ACTIVITY: The answer is a single figure: how many lines below contain the word "range".

SOURCE MATERIAL:
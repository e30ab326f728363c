use std::f64::consts::{FRAC_PI_2, TAU};

use eframe::egui::{self, Align2, Color32, RichText, Stroke, Ui};
use egui_plot::{Bar, BarChart as PlotBars, Legend, Plot, PlotPoint, PlotPoints, Polygon, Text};

use crate::color::{heat_color, series_color};
use crate::view::{self, Provenance};

const CHART_HEIGHT: f32 = 240.0;

fn chart_title(ui: &mut Ui, title: &str, provenance: Provenance) {
    ui.strong(title);
    if provenance == Provenance::Illustrative {
        ui.label(
            RichText::new("Illustrative figures, not computed from the loaded dataset")
                .italics()
                .weak(),
        );
    }
}

// ---------------------------------------------------------------------------
// Bar chart
// ---------------------------------------------------------------------------

pub fn bar_chart(ui: &mut Ui, chart: &view::BarChart) {
    chart_title(ui, &chart.title, chart.provenance);
    if chart.bars.is_empty() {
        ui.label(RichText::new("No data").weak());
        return;
    }

    let n = chart.bars.len();
    let bars: Vec<Bar> = chart
        .bars
        .iter()
        .enumerate()
        .map(|(i, (label, value))| {
            Bar::new(i as f64, *value)
                .name(label)
                .fill(series_color(i, n))
                .width(0.6)
        })
        .collect();

    Plot::new("bar_chart")
        .height(CHART_HEIGHT)
        .y_axis_label(chart.y_label.as_str())
        .allow_drag(false)
        .allow_scroll(false)
        .allow_zoom(false)
        .show(ui, |plot_ui| {
            plot_ui.bar_chart(PlotBars::new(bars));
            for (i, (label, _)) in chart.bars.iter().enumerate() {
                plot_ui.text(
                    Text::new(PlotPoint::new(i as f64, 0.0), label.as_str())
                        .anchor(Align2::CENTER_TOP),
                );
            }
        });
}

// ---------------------------------------------------------------------------
// Stacked bars
// ---------------------------------------------------------------------------

pub fn stacked_bars(ui: &mut Ui, chart: &view::StackedBars) {
    chart_title(ui, &chart.title, chart.provenance);

    let n = chart.series.len();
    let mut layers: Vec<PlotBars> = Vec::with_capacity(n);
    for (si, series) in chart.series.iter().enumerate() {
        let bars: Vec<Bar> = series
            .values
            .iter()
            .enumerate()
            .map(|(ci, v)| {
                let category = chart.categories.get(ci).map(String::as_str).unwrap_or("");
                Bar::new(ci as f64, *v).name(category).width(0.6)
            })
            .collect();
        let below: Vec<&PlotBars> = layers.iter().collect();
        let layer = PlotBars::new(bars)
            .name(&series.name)
            .color(series_color(si, n))
            .stack_on(&below);
        layers.push(layer);
    }

    Plot::new("stacked_bars")
        .height(CHART_HEIGHT)
        .legend(Legend::default())
        .x_axis_label(chart.x_label.as_str())
        .y_axis_label(chart.y_label.as_str())
        .allow_drag(false)
        .allow_scroll(false)
        .allow_zoom(false)
        .show(ui, |plot_ui| {
            for layer in layers {
                plot_ui.bar_chart(layer);
            }
            for (ci, category) in chart.categories.iter().enumerate() {
                plot_ui.text(
                    Text::new(PlotPoint::new(ci as f64, 0.0), category.as_str())
                        .anchor(Align2::CENTER_TOP),
                );
            }
        });
}

// ---------------------------------------------------------------------------
// Pie chart
// ---------------------------------------------------------------------------

/// Largest angle drawn as one polygon, so every piece stays convex.
const MAX_PIECE: f64 = FRAC_PI_2;

pub fn pie_chart(ui: &mut Ui, chart: &view::PieChart) {
    chart_title(ui, &chart.title, chart.provenance);

    let total: f64 = chart.slices.iter().map(|(_, v)| v.max(0.0)).sum();
    if total <= 0.0 {
        ui.label(RichText::new("No data").weak());
        return;
    }

    let n = chart.slices.len();
    Plot::new("pie_chart")
        .height(CHART_HEIGHT)
        .data_aspect(1.0)
        .legend(Legend::default())
        .show_axes(false)
        .show_grid(false)
        .allow_drag(false)
        .allow_scroll(false)
        .allow_zoom(false)
        .show(ui, |plot_ui| {
            // Counter-clockwise from twelve o'clock.
            let mut start = FRAC_PI_2;
            for (i, (label, value)) in chart.slices.iter().enumerate() {
                let sweep = value.max(0.0) / total * TAU;
                let name = format!("{label} ({:.1}%)", value / total * 100.0);
                let color = series_color(i, n);

                let pieces = (sweep / MAX_PIECE).ceil().max(1.0) as usize;
                for p in 0..pieces {
                    let a0 = start + sweep * p as f64 / pieces as f64;
                    let a1 = start + sweep * (p + 1) as f64 / pieces as f64;
                    plot_ui.polygon(
                        Polygon::new(PlotPoints::new(wedge(a0, a1)))
                            .name(&name)
                            .fill_color(color)
                            .stroke(Stroke::new(1.0, Color32::WHITE)),
                    );
                }
                start += sweep;
            }
        });
}

fn wedge(a0: f64, a1: f64) -> Vec<[f64; 2]> {
    const STEPS: usize = 16;
    let mut points = vec![[0.0, 0.0]];
    points.extend((0..=STEPS).map(|k| {
        let a = a0 + (a1 - a0) * k as f64 / STEPS as f64;
        [a.cos(), a.sin()]
    }));
    points
}

// ---------------------------------------------------------------------------
// Heatmap
// ---------------------------------------------------------------------------

pub fn heatmap(ui: &mut Ui, chart: &view::Heatmap) {
    chart_title(ui, &chart.title, chart.provenance);

    let finite = chart.cells.iter().flatten().copied().filter(|v| v.is_finite());
    let (min, max) = finite.fold((f64::INFINITY, f64::NEG_INFINITY), |(lo, hi), v| {
        (lo.min(v), hi.max(v))
    });

    egui::Grid::new("heatmap")
        .spacing([6.0, 4.0])
        .show(ui, |ui: &mut Ui| {
            ui.label("");
            for column in &chart.columns {
                ui.strong(column.as_str());
            }
            ui.end_row();

            for (ri, row) in chart.rows.iter().enumerate() {
                ui.strong(row.as_str());
                for ci in 0..chart.columns.len() {
                    let v = chart
                        .cells
                        .get(ri)
                        .and_then(|r| r.get(ci))
                        .copied()
                        .unwrap_or(f64::NAN);
                    let text = if v.is_nan() {
                        "-".to_string()
                    } else {
                        format!("{v:.2}")
                    };
                    ui.label(
                        RichText::new(text)
                            .monospace()
                            .color(Color32::WHITE)
                            .background_color(heat_color(v, min, max)),
                    );
                }
                ui.end_row();
            }
        });
}
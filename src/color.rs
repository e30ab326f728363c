use eframe::egui::Color32;
use palette::{Hsl, IntoColor, Srgb};

// ---------------------------------------------------------------------------
// Color palette generator
// ---------------------------------------------------------------------------

/// Generates `n` visually distinct colours using evenly spaced hues.
pub fn generate_palette(n: usize) -> Vec<Color32> {
    if n == 0 {
        return Vec::new();
    }
    (0..n)
        .map(|i| {
            let hue = (i as f32 / n as f32) * 360.0;
            to_color32(Hsl::new(hue, 0.75, 0.55).into_color())
        })
        .collect()
}

/// Colour of the `i`-th series in a chart with `n` series.
pub fn series_color(i: usize, n: usize) -> Color32 {
    generate_palette(n).get(i).copied().unwrap_or(Color32::GRAY)
}

// ---------------------------------------------------------------------------
// Diverging scale for heatmap cells
// ---------------------------------------------------------------------------

/// Map `value` within `[min, max]` onto a blue → red hue scale.
pub fn heat_color(value: f64, min: f64, max: f64) -> Color32 {
    if !value.is_finite() {
        return Color32::DARK_GRAY;
    }
    let range = max - min;
    let t = if range.abs() < f64::EPSILON {
        0.5
    } else {
        ((value - min) / range).clamp(0.0, 1.0)
    };
    let hue = 240.0 * (1.0 - t as f32);
    to_color32(Hsl::new(hue, 0.70, 0.50).into_color())
}

fn to_color32(rgb: Srgb) -> Color32 {
    Color32::from_rgb(
        (rgb.red * 255.0) as u8,
        (rgb.green * 255.0) as u8,
        (rgb.blue * 255.0) as u8,
    )
}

ANSWER TO THE PROBLEM: 3